Accessibility of mouse testicular and vas deferens (vas) sperm cell DNA to acridine orange, propidium iodide, ellipticine, Hoechst 33342, mithramycin, chromomycin A₃, 4′6-dimidino-2-phenylindole (DAPI), and 7-amino-actinomycin D (7-amino-AMD) was determined by flow cytometry. Permealized cells were either stained directly or after pretreatment with 0.06 N HCL. For histone-contanining tetraploid, diploid, and round spermatid cells, HCI extraction of nuclear proteins caused an approximately sixfold increase of 7-amino-AMD stainability but had no signicant effect on DAPI stainability. For these same cell types, the stainability with other intercalating (acridine orange, propidium iodide, ellipticine) and externally binding (Hoechst 33342, mithramycin, chromomycin A3) dyes was increased by 1.6- to 4.0-fold after HCI treatment. In sharp contrast, HCI treatment of vas sperm did not increase the staining level of 7-amino-AMD, DAPI, or propidium iodide but did increase the staining level for the other intercalating dyes (1.3- to 1.5-fold) and external dyes (1.3- to 1.9-fold).

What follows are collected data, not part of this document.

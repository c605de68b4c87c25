//! Zip export of artifact trees.

use std::fs;
use std::io::{Cursor, Seek, Write};
use std::path::Path;

use once_cell::sync::Lazy;
use regex::Regex;
use tracing::info;
use zip::write::FileOptions;
use zip::ZipWriter;

use crate::error::QuillResult;
use crate::tree::ArtifactNode;

static ENTRY_PREFIX: Lazy<Regex> =
    Lazy::new(|| Regex::new(r"^[#/\s]+").expect("entry prefix pattern"));

pub const DEFAULT_ARCHIVE_NAME: &str = "content-structure.zip";

fn options() -> FileOptions {
    FileOptions::default()
        .compression_method(zip::CompressionMethod::Deflated)
        .unix_permissions(0o644)
}

/// Archive entry name for a node: leading `#`, `/` and whitespace stripped and
/// `.` / `..` components dropped, with `file` / `folder` standing in for names
/// that strip to nothing.
pub fn normalize_entry_name(node: &ArtifactNode) -> String {
    let stripped = ENTRY_PREFIX.replace(node.name(), "");
    let kept: Vec<&str> = stripped
        .split(|c: char| c == '/' || c == '\\')
        .map(str::trim)
        .filter(|part| !matches!(*part, "" | "." | ".."))
        .collect();
    if !kept.is_empty() {
        return kept.join("/");
    }
    if node.is_folder() { "folder" } else { "file" }.to_string()
}

/// Write the tree as a zip archive: folders become directories, files become
/// entries holding their text.
pub fn export_tree<W: Write + Seek>(tree: &[ArtifactNode], writer: W) -> QuillResult<W> {
    let mut zip = ZipWriter::new(writer);
    let mut entries = 0usize;
    write_level(&mut zip, tree, "", &mut entries)?;
    let writer = zip.finish()?;
    info!(target: "quill::export", entries, "Exported artifact tree");
    Ok(writer)
}

pub fn export_tree_to_vec(tree: &[ArtifactNode]) -> QuillResult<Vec<u8>> {
    Ok(export_tree(tree, Cursor::new(Vec::new()))?.into_inner())
}

pub fn export_tree_to_path(tree: &[ArtifactNode], path: &Path) -> QuillResult<()> {
    if let Some(parent) = path.parent() {
        if !parent.as_os_str().is_empty() {
            fs::create_dir_all(parent)?;
        }
    }
    export_tree(tree, fs::File::create(path)?)?;
    Ok(())
}

/// Selected files flattened into the archive root.
pub fn export_files<'a, W, I>(files: I, writer: W) -> QuillResult<W>
where
    W: Write + Seek,
    I: IntoIterator<Item = &'a ArtifactNode>,
{
    let mut zip = ZipWriter::new(writer);
    let mut entries = 0usize;
    for node in files {
        if let ArtifactNode::File { text, .. } = node {
            zip.start_file(normalize_entry_name(node), options())?;
            zip.write_all(text.as_bytes())?;
            entries += 1;
        }
    }
    let writer = zip.finish()?;
    info!(target: "quill::export", entries, "Exported selected files");
    Ok(writer)
}

fn write_level<W: Write + Seek>(
    zip: &mut ZipWriter<W>,
    nodes: &[ArtifactNode],
    prefix: &str,
    entries: &mut usize,
) -> QuillResult<()> {
    for node in nodes {
        let path = format!("{prefix}{}", normalize_entry_name(node));
        match node {
            ArtifactNode::File { text, .. } => {
                zip.start_file(path, options())?;
                zip.write_all(text.as_bytes())?;
                *entries += 1;
            }
            ArtifactNode::Folder { children, .. } => {
                let dir = format!("{path}/");
                zip.add_directory(dir.clone(), options())?;
                write_level(zip, children, &dir, entries)?;
            }
        }
    }
    Ok(())
}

Elongated spermatids that contain a mixture of protein types including histones, transition proteins, and protamines demonstrated the greatest variability of staining with respect to type of stain and effect of acid extraction of proteins. In general, for nearly all dyes, the round spermatids had an increased level and tetraploid cells had a decreased level of stainability relative to the same unit DNA content of diploid cells. The observed differential staining is discussed in the context of chromatin alterations related to the unique events of meiosis and protein displacement and replacement during sperm differentiation.